**Your goal**. Print the listing below again. Change nothing.

**Input data**.
use std::sync::Arc;

use axum::{Json, response::IntoResponse};
use serde::Serialize;
use tracing::info;

use crate::config::Config;
use crate::db::Database;
use crate::uploads::Storage;

#[derive(Clone)]
pub struct AppState {
    pub db: Arc<Database>,
    pub cfg: Arc<Config>,
    pub storage: Arc<Storage>,
}

impl AppState {
    pub fn new(db: Database, cfg: Config) -> Self {
        let storage = Storage::new(&cfg.uploads.store_dir);
        AppState {
            db: Arc::new(db),
            cfg: Arc::new(cfg),
            storage: Arc::new(storage),
        }
    }
}

#[derive(Debug, Serialize)]
pub struct ApiInfo {
    pub version: &'static str,
    pub revision: &'static str,
}

#[derive(Debug, Serialize)]
struct InfoResponse {
    data: ApiInfo,
}

pub fn api_info_data() -> ApiInfo {
    ApiInfo {
        version: env!("CARGO_PKG_VERSION"),
        revision: option_env!("BOOKY_REVISION").unwrap_or("unknown"),
    }
}

pub async fn healthcheck() -> impl IntoResponse {
    info!("got healthcheck request");
    Json(serde_json::json!({ "status": "ok" }))
}

/// `GET /api`: version and build revision of the running service.
pub async fn api_info() -> impl IntoResponse {
    Json(InfoResponse { data: api_info_data() })
}

#[cfg(test)]
mod tests {
    use super::*;

    #[test]
    fn reports_package_version() {
        let info = api_info_data();
        assert_eq!(info.version, env!("CARGO_PKG_VERSION"));
        assert!(!info.revision.is_empty());
    }
}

**Result of the exercise**.
use std::sync::Arc;

use axum::{Json, response::IntoResponse};
use serde::Serialize;
use tracing::info;

use crate::config::Config;
use crate::db::Database;
use crate::uploads::Storage;

#[derive(Clone)]
pub struct AppState {
    pub db: Arc<Database>,
    pub cfg: Arc<Config>,
    pub storage: Arc<Storage>,
}

impl AppState {
    pub fn new(db: Database, cfg: Config) -> Self {
        let storage = Storage::new(&cfg.uploads.store_dir);
        AppState {
            db: Arc::new(db),
            cfg: Arc::new(cfg),
            storage: Arc::new(storage),
        }
    }
}

#[derive(Debug, Serialize)]
pub struct ApiInfo {
    pub version: &'static str,
    pub revision: &'static str,
}

#[derive(Debug, Serialize)]
struct InfoResponse {
    data: ApiInfo,
}

pub fn api_info_data() -> ApiInfo {
    ApiInfo {
        version: env!("CARGO_PKG_VERSION"),
        revision: option_env!("BOOKY_REVISION").unwrap_or("unknown"),
    }
}

pub async fn healthcheck() -> impl IntoResponse {
    info!("got healthcheck request");
    Json(serde_json::json!({ "status": "ok" }))
}

/// `GET /api`: version and build revision of the running service.
pub async fn api_info() -> impl IntoResponse {
    Json(InfoResponse { data: api_info_data() })
}

#[cfg(test)]
mod tests {
    use super::*;

    #[test]
    fn reports_package_version() {
        let info = api_info_data();
        assert_eq!(info.version, env!("CARGO_PKG_VERSION"));
        assert!(!info.revision.is_empty());
    }
}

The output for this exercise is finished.